TASK: You are asked to filter the data below and copy every line holding "area".

[Records excerpted from a collection]
# # # # # # #
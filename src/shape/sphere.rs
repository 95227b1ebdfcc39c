use crate::math::*;
use crate::shape::{AbstractShape, ShapeIntersection, ShapeSample};

/// The unit sphere at the origin, clipped to `z` in `[z_min, z_max]`.
/// Placement and size come from the enclosing transform node.
#[derive(Debug, Clone, Copy, PartialEq)]
pub struct Sphere {
    pub z_min: Float,
    pub z_max: Float,
    /// Points the normal inwards, for spheres seen from inside.
    pub flip_normal: bool,
}

impl Sphere {
    pub const FULL: Sphere = Sphere { z_min: -1.0, z_max: 1.0, flip_normal: false };

    pub fn new(z_min: Float, z_max: Float, flip_normal: bool) -> Sphere {
        let (z_min, z_max) = (z_min.min(z_max).clamp(-1.0, 1.0), z_min.max(z_max).clamp(-1.0, 1.0));
        Sphere { z_min, z_max, flip_normal }
    }

    #[inline]
    fn normal_at(&self, p: Point3f) -> Normal3f {
        let n = Normal3f::new(p.x, p.y, p.z);
        if self.flip_normal { -n } else { n }
    }

    #[inline]
    fn in_range(&self, p: Point3f) -> bool {
        (self.z_min <= -1.0 || p.z >= self.z_min) && (self.z_max >= 1.0 || p.z <= self.z_max)
    }

    fn hit_point(ray: &Ray, t: Float) -> Point3f {
        let p = ray.at(t);
        // Reproject onto the surface to cancel the error in `t`.
        let mut p = p * (1.0 / Vec3f::from(p).length());
        if p.x == 0.0 && p.y == 0.0 {
            p.x = 1e-5;
        }
        p
    }

    fn uv_at(&self, p: Point3f) -> Point2f {
        let mut phi = p.y.atan2(p.x);
        if phi < 0.0 {
            phi += TAU;
        }
        let v = if self.z_max > self.z_min { (p.z - self.z_min) / (self.z_max - self.z_min) } else { 0.0 };
        Point2f::new(phi / TAU, v)
    }
}

impl AbstractShape for Sphere {
    fn bounds(&self) -> Bounds3f {
        Bounds3f::new(Point3f::new(-1.0, -1.0, self.z_min), Point3f::new(1.0, 1.0, self.z_max))
    }

    fn area(&self) -> Float {
        TAU * (self.z_max - self.z_min)
    }

    fn raycast(&self, ray: &Ray, t_max: Float) -> Option<ShapeIntersection> {
        let o = Vec3f::from(ray.origin);
        let d = ray.direction;

        let a = d.length_squared();
        let b = 2.0 * d.dot(o);
        let c = o.length_squared() - 1.0;

        // The discriminant written as `4a (1 - |v|^2)`, with `v` the vector
        // from the center to the closest point on the ray line, loses far
        // less precision than `b^2 - 4ac`.
        let v = o - d * (b / (2.0 * a));
        let len = v.length();
        let discrim = 4.0 * a * (1.0 + len) * (1.0 - len);
        if discrim < 0.0 {
            return None;
        }

        let root_discrim = discrim.sqrt();
        let q = if b < 0.0 { -0.5 * (b - root_discrim) } else { -0.5 * (b + root_discrim) };
        let (t0, t1) = {
            let (t0, t1) = (q / a, c / q);
            if t0 > t1 { (t1, t0) } else { (t0, t1) }
        };

        if t0 >= t_max || t1 <= 0.0 {
            return None;
        }

        let mut t = t0;
        if t <= 0.0 {
            t = t1;
            if t >= t_max {
                return None;
            }
        }

        let mut p = Self::hit_point(ray, t);
        if !self.in_range(p) {
            if t == t1 || t1 >= t_max {
                return None;
            }
            t = t1;
            p = Self::hit_point(ray, t);
            if !self.in_range(p) {
                return None;
            }
        }

        let n = self.normal_at(p);
        Some(ShapeIntersection {
            t,
            p,
            n_geo: n,
            n,
            tangent: Vec3f::new(-p.y, p.x, 0.0),
            uv: self.uv_at(p),
        })
    }

    fn sample(&self, _p_ref: Point3f, u: Point2f) -> Option<ShapeSample> {
        let z = lerp(self.z_min, self.z_max, u[0]);
        let r = safe::sqrt(1.0 - z * z);
        let phi = TAU * u[1];
        let p = Point3f::new(r * phi.cos(), r * phi.sin(), z);
        let area = self.area();
        if area == 0.0 {
            return None;
        }

        Some(ShapeSample {
            p,
            n: self.normal_at(p),
            uv: self.uv_at(p),
            pdf: 1.0 / area,
        })
    }

    fn pdf(&self, _p_ref: Point3f, _p: Point3f) -> Float {
        1.0 / self.area()
    }
}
# # # # # # #
EXPECTED ANSWER:
    fn area(&self) -> Float {
        let area = self.area();
        if area == 0.0 {
            pdf: 1.0 / area,
        1.0 / self.area()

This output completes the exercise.